(Items from a dataset)
::::::::::

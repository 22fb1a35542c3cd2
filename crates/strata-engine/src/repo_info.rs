//! Repository header: name, branch, and the `HEAD` commit.

use std::path::Path;

use git2::{ErrorCode, Repository};
use serde::Serialize;
use strata_core::StrataError;

use crate::mining::CommitReader;

/// Metadata about an opened repository.
///
/// In an empty repository only `name` and `branch` are filled in.
#[derive(Debug, Clone, Default, PartialEq, Eq, Serialize)]
pub struct RepoInfo {
    /// Last component of the repository path.
    pub name: String,
    /// Short name of the checked-out branch, `HEAD` when detached.
    pub branch: String,
    /// First seven characters of the `HEAD` commit hash.
    pub head_hash: String,
    /// Author name of the `HEAD` commit.
    pub last_author: String,
    /// Author email of the `HEAD` commit.
    pub last_email: String,
    /// First line of the `HEAD` commit message.
    pub last_message: String,
    /// How long ago `HEAD` was authored, e.g. `3 days ago`.
    pub last_commit_age: String,
}

/// Describe the repository behind `reader`, with ages measured from `now`
/// (unix seconds).
///
/// # Errors
///
/// Returns [`StrataError::HistoryReadError`] if `HEAD` exists but cannot be
/// resolved to a commit.
pub fn read_repo_info(reader: &CommitReader, now: i64) -> Result<RepoInfo, StrataError> {
    let repo = reader.repository();
    let mut info = RepoInfo {
        name: repo_name(reader.path()),
        branch: current_branch(repo),
        ..RepoInfo::default()
    };

    let head = match repo.head() {
        Ok(head) => head,
        Err(e) if matches!(e.code(), ErrorCode::UnbornBranch | ErrorCode::NotFound) => {
            return Ok(info);
        }
        Err(e) => return Err(StrataError::history("failed to read HEAD", e)),
    };
    let commit = head
        .peel_to_commit()
        .map_err(|e| StrataError::history("HEAD does not point at a commit", e))?;

    let hash = commit.id().to_string();
    let author = commit.author();
    info.head_hash = hash.chars().take(7).collect();
    info.last_author = String::from_utf8_lossy(author.name_bytes()).into_owned();
    info.last_email = String::from_utf8_lossy(author.email_bytes()).into_owned();
    info.last_message = commit.summary().unwrap_or("").trim().to_string();
    info.last_commit_age = relative_age(now - author.when().seconds());
    Ok(info)
}

fn repo_name(path: &Path) -> String {
    let resolved = std::fs::canonicalize(path).unwrap_or_else(|_| path.to_path_buf());
    resolved
        .file_name()
        .map(|n| n.to_string_lossy().to_string())
        .unwrap_or_else(|| resolved.display().to_string())
}

fn current_branch(repo: &Repository) -> String {
    repo.find_reference("HEAD")
        .ok()
        .and_then(|head| head.symbolic_target().map(str::to_string))
        .map(|target| {
            target
                .strip_prefix("refs/heads/")
                .unwrap_or(&target)
                .to_string()
        })
        .unwrap_or_else(|| "HEAD".to_string())
}

/// Render an age in seconds as a short English phrase.
///
/// # Examples
///
/// ```
/// use strata_engine::repo_info::relative_age;
///
/// assert_eq!(relative_age(30), "just now");
/// assert_eq!(relative_age(60), "1 minute ago");
/// assert_eq!(relative_age(5 * 3600), "5 hours ago");
/// assert_eq!(relative_age(3 * 86_400 + 10), "3 days ago");
/// ```
pub fn relative_age(seconds: i64) -> String {
    let seconds = seconds.max(0);
    let plural = |n: i64, unit: &str| {
        if n == 1 {
            format!("1 {unit} ago")
        } else {
            format!("{n} {unit}s ago")
        }
    };

    match seconds {
        s if s < 60 => "just now".to_string(),
        s if s < 3600 => plural(s / 60, "minute"),
        s if s < 86_400 => plural(s / 3600, "hour"),
        s => plural(s / 86_400, "day"),
    }
}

::::::::::

* Exercise aim *
All lines in the entries above that include "plural" should be found and copied.

* The answer *
    let plural = |n: i64, unit: &str| {
        s if s < 3600 => plural(s / 60, "minute"),
        s if s < 86_400 => plural(s / 3600, "hour"),
        s => plural(s / 86_400, "day"),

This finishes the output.